Reputation: 123
I wrote a code in OpenCL to find the first 5000 prime numbers. Here's that code:
__kernel void dataParallel(__global int* A)
{
A[0]=2;
A[1]=3;
A[2]=5;
int pnp;//pnp=probable next prime
int pprime;//previous prime
int i,j;
for(i=3;i<5000;i++)
{
j=0;
pprime=A[i-1];
pnp=pprime+2;
while((j<i) && A[j]<=sqrt((float)pnp))
{
if(pnp%A[j]==0)
{
pnp+=2;
j=0;
}
j++;
}
A[i]=pnp;
}
}
Then I found out the execution time of this kernel code using OpenCL profiling. Here's the code:
cl_event event;//link an event when launch a kernel
ret=clEnqueueTask(cmdqueue,kernel,0, NULL, &event);
clWaitForEvents(1, &event);//make sure kernel has finished
clFinish(cmdqueue);//make sure all enqueued tasks finished
//get the profiling data and calculate the kernel execution time
cl_ulong time_start, time_end;
double total_time;
clGetEventProfilingInfo(event, CL_PROFILING_COMMAND_START, sizeof(time_start), &time_start, NULL);
clGetEventProfilingInfo(event, CL_PROFILING_COMMAND_END, sizeof(time_end), &time_end, NULL);
//total_time = (cl_double)(time_end - time_start)*(cl_double)(1e-06);
printf("OpenCl Execution time is: %10.5f[ms] \n",(time_end - time_start)/1000000.0);
I ran these codes on various devices and this is what I got:
Platform:Intel(R) OpenCL
Device:Intel(R) Xeon(R) CPU X5660 @ 2.80GHz
OpenCl Execution time is: 3.54796[ms]
Platform:AMD Accelerated Parallel Processing
Device:Pitcairn (AMD FirePro W7000 GPU)
OpenCl Execution time is: 194.18133[ms]
Platform:AMD Accelerated Parallel Processing
Device:Intel(R) Xeon(R) CPU X5660 @ 2.80GHz
OpenCl Execution time is: 3.58488[ms]
Platform:NVIDIA CUDA
Device:Tesla C2075
OpenCl Execution time is: 125.26886[ms]
But aren't GPUs supposed to be faster than CPUs? Or, is there anything wrong with my code/implementation? Please explain this behaviour.
Upvotes: 1
Views: 2542
Reputation: 326
The provided code is a sequential algorithm that relies on previous values. If you are running it with a global_work_size > 1, you are just performing same calculation over and over. The opencl implementation should compute primes less than N sequentially, then run a test in parallel for numbers [N+1; N*N] if they are divisible by any of those primes and fill in the sieve array with 0 if the number is not prime and 1 if the number is prime. E.g. not my code, someone's homework, and i did not check if it really works
If you need more than N^2 elements, calculate a prefix sum of the sieve array (exclusive scan).AMD APP SDK contains a sample of this operation. This will give you offsets of the prime numbers for copying into prime number array and you'll be able to populate it:
__kernel scatter(uint* numbers, uint* sieve_prefix_sum, uint* sieve, uint offset, uint* prime_numbers)
{
if (sieve[get_global_id(0)])
prime_numbers[offset + sieve_prefix_sum[get_global_id(0)] = numbers[get_global_id(0)];
}
This algorithm works like a tree - you compute primes up to N sequentially and then evaluate K blocks in [N+1, N*N] range, then you repeat and grow next set of branches for [N^2, N^4] etc.
Upvotes: 0
Reputation: 8410
clEnqueueTask()
So basically, you are running 1 single "thread"(work items) in the GPU. A GPU will never beat a CPU in single thread performance.

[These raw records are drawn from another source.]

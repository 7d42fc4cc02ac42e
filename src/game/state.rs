use serde::{Deserialize, Serialize};

use super::action::Direction;

/// A position on the game grid
#[derive(Debug, Clone, Copy, PartialEq, Eq, Hash, PartialOrd, Ord, Serialize, Deserialize)]
pub struct Position {
    pub x: i32,
    pub y: i32,
}

impl Position {
    pub fn new(x: i32, y: i32) -> Self {
        Self { x, y }
    }

    /// Move position by delta
    pub fn moved_by(&self, dx: i32, dy: i32) -> Self {
        Self {
            x: self.x + dx,
            y: self.y + dy,
        }
    }

    /// Move position in a direction
    pub fn moved_in_direction(&self, direction: Direction) -> Self {
        let (dx, dy) = direction.delta();
        self.moved_by(dx, dy)
    }

    /// The four orthogonal neighbours, paired with the direction that reaches them.
    /// Neighbours may lie outside the grid.
    pub fn neighbours(&self) -> [(Direction, Position); 4] {
        Direction::ALL.map(|direction| (direction, self.moved_in_direction(direction)))
    }
}

impl std::fmt::Display for Position {
    fn fmt(&self, f: &mut std::fmt::Formatter<'_>) -> std::fmt::Result {
        write!(f, "({}, {})", self.x, self.y)
    }
}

You need to convert your code, such that you divide each prime calculation to a thread and then you run 5000+ work items(ideally millions). Then, the GPU will beat the CPU simply because it will run all that in parallel and CPU can't.
In order to use multiple work items, call your kernel with clEnqueueNDRangeKernel()
Upvotes: 7